◆ **Collected data**
--- --- ---
//! # Payload Logging Utilities
//!
//! Helpers for logging payload bytes without flooding the log with large
//! uplinks.

use crate::constants::MAX_LOG_BYTES;
use std::time::Instant;

/// Log payload bytes in hex at debug level.
///
/// Output is cut after `MAX_LOG_BYTES` bytes.
pub fn log_payload_hex(prefix: &str, data: &[u8]) {
    if !log::log_enabled!(log::Level::Debug) {
        return;
    }

    let display_data = &data[..data.len().min(MAX_LOG_BYTES)];
    let hex_str = crate::util::hex::format_hex_compact(display_data);
    let suffix = if data.len() > MAX_LOG_BYTES {
        format!(" ... ({} bytes total)", data.len())
    } else {
        String::new()
    };

    log::debug!(target: "ttn::payload", "{prefix}: {hex_str}{suffix}");
}

/// A simple performance timer for logging operation durations
#[derive(Debug)]
pub struct PerfTimer {
    start: Instant,
    operation: String,
}

impl PerfTimer {
    /// Start timing an operation
    pub fn start(operation: &str) -> Self {
        Self {
            start: Instant::now(),
            operation: operation.to_string(),
        }
    }

    /// Finish timing and log the result
    pub fn finish(self) {
        let duration = self.start.elapsed();
        log::debug!("Operation '{}' took {:?}", self.operation, duration);
    }
}

#[cfg(test)]
mod tests {
    use super::*;

    #[test]
    fn test_log_payload_hex_long_input() {
        let data = vec![0xab; MAX_LOG_BYTES * 2];
        log_payload_hex("Long payload", &data); // Should not panic
        log_payload_hex("Empty payload", &[]);
    }

    #[test]
    fn test_perf_timer() {
        let timer = PerfTimer::start("test_operation");
        timer.finish(); // Should not panic
    }
}
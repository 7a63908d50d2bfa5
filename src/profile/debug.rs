//! Debug profile: one unsigned byte per sensor.
//!
//! The byteMask names which sensor each of the three payload bytes belongs
//! to. It is stored in `decodeOptions`, or in `byteMask` when there are no
//! decodeOptions. Short or long payloads are decoded as far as possible and flagged with
//! a warning instead of being rejected.

use super::{Profile, ProfileDecoder};
use crate::constants::{DEBUG_PAYLOAD_LEN, PROFILE_DEBUG};
use crate::error::{ConfigError, PayloadError};
use crate::measurement::{byte_count_warning, ProfileOutput, RawMeasurement};
use crate::payload::ByteCursor;
use crate::sensor_box::{ByteMaskEntry, SensorBox, TtnIntegration};

#[derive(Debug, Clone, PartialEq, Eq)]
pub struct DebugDecoder {
    /// Sensor id per payload byte
    sensor_ids: Vec<String>,
}

impl DebugDecoder {
    pub fn from_box(sensor_box: &SensorBox, ttn: &TtnIntegration) -> Result<Self, ConfigError> {
        let mask = ttn
            .debug_mask()
            .filter(|mask| mask.len() == DEBUG_PAYLOAD_LEN && mask.iter().all(is_valid_entry))
            .ok_or_else(|| ConfigError::InvalidByteMask(PROFILE_DEBUG.to_string()))?;

        if sensor_box.sensors.len() < DEBUG_PAYLOAD_LEN {
            return Err(ConfigError::InsufficientSensors(DEBUG_PAYLOAD_LEN));
        }

        let sensor_ids = mask
            .iter()
            .zip(&sensor_box.sensors)
            .map(|(entry, positional)| match entry {
                ByteMaskEntry::Width(_) => Ok(positional.id.clone()),
                ByteMaskEntry::Sensor(reference) => sensor_box
                    .find_sensor(reference)
                    .map(|sensor| sensor.id.clone())
                    .ok_or(ConfigError::UnresolvedSensor),
            })
            .collect::<Result<Vec<_>, _>>()?;

        Ok(Self { sensor_ids })
    }

    pub fn sensor_ids(&self) -> &[String] {
        &self.sensor_ids
    }
}

fn is_valid_entry(entry: &ByteMaskEntry) -> bool {
    match entry {
        ByteMaskEntry::Width(width) => *width == 1,
        ByteMaskEntry::Sensor(reference) => !reference.is_empty(),
    }
}

impl ProfileDecoder for DebugDecoder {
    fn decode(&self, payload: &[u8]) -> Result<ProfileOutput, PayloadError> {
        let mut output = ProfileOutput::default();
        if payload.len() != DEBUG_PAYLOAD_LEN {
            output.warn(byte_count_warning(payload.len(), DEBUG_PAYLOAD_LEN));
        }

        let mut cursor = ByteCursor::new(payload);
        for sensor_id in &self.sensor_ids {
            if !cursor.has(1) {
                break;
            }
            let value = cursor.read_u8()?;
            output
                .measurements
                .push(RawMeasurement::new(sensor_id.clone(), f64::from(value)));
        }

        Ok(output)
    }

    fn expected_len(&self) -> usize {
        DEBUG_PAYLOAD_LEN
    }

    fn profile(&self) -> Profile {
        Profile::Debug
    }
}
--- --- ---
What lines above mention "Instant"? Copy each one.

◆ **Answer box**
use std::time::Instant;
    start: Instant,
            start: Instant::now(),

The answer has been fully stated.